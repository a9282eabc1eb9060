//! Unified error types for the duckweed controller.
//!
//! A single `Error` enum that every subsystem converts into, keeping the
//! service's error handling uniform.  Policies and the state store are
//! infallible; only configuration, model inference and frame loading can
//! fail.

use core::fmt;

// ---------------------------------------------------------------------------
// Top-level error
// ---------------------------------------------------------------------------

#[derive(Debug)]
pub enum Error {
    /// Configuration is invalid or could not be loaded.
    Config(ConfigError),
    /// The segmentation model failed while running inference.
    Inference(ModelError),
    /// An image could not be read or decoded.
    Frame(String),
}

impl fmt::Display for Error {
    fn fmt(&self, f: &mut fmt::Formatter<'_>) -> fmt::Result {
        match self {
            Self::Config(e) => write!(f, "config: {e}"),
            Self::Inference(e) => write!(f, "inference: {e}"),
            Self::Frame(msg) => write!(f, "frame: {msg}"),
        }
    }
}

impl std::error::Error for Error {}

// ---------------------------------------------------------------------------
// Configuration errors
// ---------------------------------------------------------------------------

#[derive(Debug, Clone, PartialEq)]
pub enum ConfigError {
    /// A config field failed range validation.
    /// The `&'static str` describes which field and why.
    ValidationFailed(&'static str),
    /// A raw value could not be parsed for the named key.
    Unparsable { key: &'static str, value: String },
    /// The backing file could not be read.
    Io(String),
    /// The backing document is not valid JSON for [`SystemConfig`](crate::config::SystemConfig).
    Corrupted(String),
}

impl fmt::Display for ConfigError {
    fn fmt(&self, f: &mut fmt::Formatter<'_>) -> fmt::Result {
        match self {
            Self::ValidationFailed(msg) => write!(f, "validation failed: {msg}"),
            Self::Unparsable { key, value } => write!(f, "cannot parse {key}={value:?}"),
            Self::Io(msg) => write!(f, "I/O error: {msg}"),
            Self::Corrupted(msg) => write!(f, "config corrupted: {msg}"),
        }
    }
}

impl std::error::Error for ConfigError {}

impl From<ConfigError> for Error {
    fn from(e: ConfigError) -> Self {
        Self::Config(e)
    }
}

// ---------------------------------------------------------------------------
// Model errors
// ---------------------------------------------------------------------------

#[derive(Debug, Clone, PartialEq, Eq)]
pub enum ModelError {
    /// Weights could not be loaded by the backend.
    LoadFailed(String),
    /// The backend returned an error during a forward pass.
    PredictFailed(String),
    /// A returned mask has a buffer that does not match its dimensions.
    MalformedMask { expected: usize, actual: usize },
}

impl fmt::Display for ModelError {
    fn fmt(&self, f: &mut fmt::Formatter<'_>) -> fmt::Result {
        match self {
            Self::LoadFailed(msg) => write!(f, "load failed: {msg}"),
            Self::PredictFailed(msg) => write!(f, "predict failed: {msg}"),
            Self::MalformedMask { expected, actual } => {
                write!(f, "mask has {actual} values, expected {expected}")
            }
        }
    }
}

impl std::error::Error for ModelError {}

impl From<ModelError> for Error {
    fn from(e: ModelError) -> Self {
        Self::Inference(e)
    }
}

// ---------------------------------------------------------------------------
// Convenience Result alias
// ---------------------------------------------------------------------------

/// Crate-wide `Result` alias.
pub type Result<T> = core::result::Result<T, Error>;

• REQUIRED WORK: What's wanted here is every record, retyped exactly as shown above.

• SOLUTION:
repository a9282eabc1eb9060
//! Unified error types for the duckweed controller.
//!
//! A single `Error` enum that every subsystem converts into, keeping the
//! service's error handling uniform.  Policies and the state store are
//! infallible; only configuration, model inference and frame loading can
//! fail.

use core::fmt;

// ---------------------------------------------------------------------------
// Top-level error
// ---------------------------------------------------------------------------

#[derive(Debug)]
pub enum Error {
    /// Configuration is invalid or could not be loaded.
    Config(ConfigError),
    /// The segmentation model failed while running inference.
    Inference(ModelError),
    /// An image could not be read or decoded.
    Frame(String),
}

impl fmt::Display for Error {
    fn fmt(&self, f: &mut fmt::Formatter<'_>) -> fmt::Result {
        match self {
            Self::Config(e) => write!(f, "config: {e}"),
            Self::Inference(e) => write!(f, "inference: {e}"),
            Self::Frame(msg) => write!(f, "frame: {msg}"),
        }
    }
}

impl std::error::Error for Error {}

// ---------------------------------------------------------------------------
// Configuration errors
// ---------------------------------------------------------------------------

#[derive(Debug, Clone, PartialEq)]
pub enum ConfigError {
    /// A config field failed range validation.
    /// The `&'static str` describes which field and why.
    ValidationFailed(&'static str),
    /// A raw value could not be parsed for the named key.
    Unparsable { key: &'static str, value: String },
    /// The backing file could not be read.
    Io(String),
    /// The backing document is not valid JSON for [`SystemConfig`](crate::config::SystemConfig).
    Corrupted(String),
}

impl fmt::Display for ConfigError {
    fn fmt(&self, f: &mut fmt::Formatter<'_>) -> fmt::Result {
        match self {
            Self::ValidationFailed(msg) => write!(f, "validation failed: {msg}"),
            Self::Unparsable { key, value } => write!(f, "cannot parse {key}={value:?}"),
            Self::Io(msg) => write!(f, "I/O error: {msg}"),
            Self::Corrupted(msg) => write!(f, "config corrupted: {msg}"),
        }
    }
}

impl std::error::Error for ConfigError {}

impl From<ConfigError> for Error {
    fn from(e: ConfigError) -> Self {
        Self::Config(e)
    }
}

// ---------------------------------------------------------------------------
// Model errors
// ---------------------------------------------------------------------------

#[derive(Debug, Clone, PartialEq, Eq)]
pub enum ModelError {
    /// Weights could not be loaded by the backend.
    LoadFailed(String),
    /// The backend returned an error during a forward pass.
    PredictFailed(String),
    /// A returned mask has a buffer that does not match its dimensions.
    MalformedMask { expected: usize, actual: usize },
}

impl fmt::Display for ModelError {
    fn fmt(&self, f: &mut fmt::Formatter<'_>) -> fmt::Result {
        match self {
            Self::LoadFailed(msg) => write!(f, "load failed: {msg}"),
            Self::PredictFailed(msg) => write!(f, "predict failed: {msg}"),
            Self::MalformedMask { expected, actual } => {
                write!(f, "mask has {actual} values, expected {expected}")
            }
        }
    }
}

impl std::error::Error for ModelError {}

impl From<ModelError> for Error {
    fn from(e: ModelError) -> Self {
        Self::Inference(e)
    }
}

// ---------------------------------------------------------------------------
// Convenience Result alias
// ---------------------------------------------------------------------------

/// Crate-wide `Result` alias.
pub type Result<T> = core::result::Result<T, Error>;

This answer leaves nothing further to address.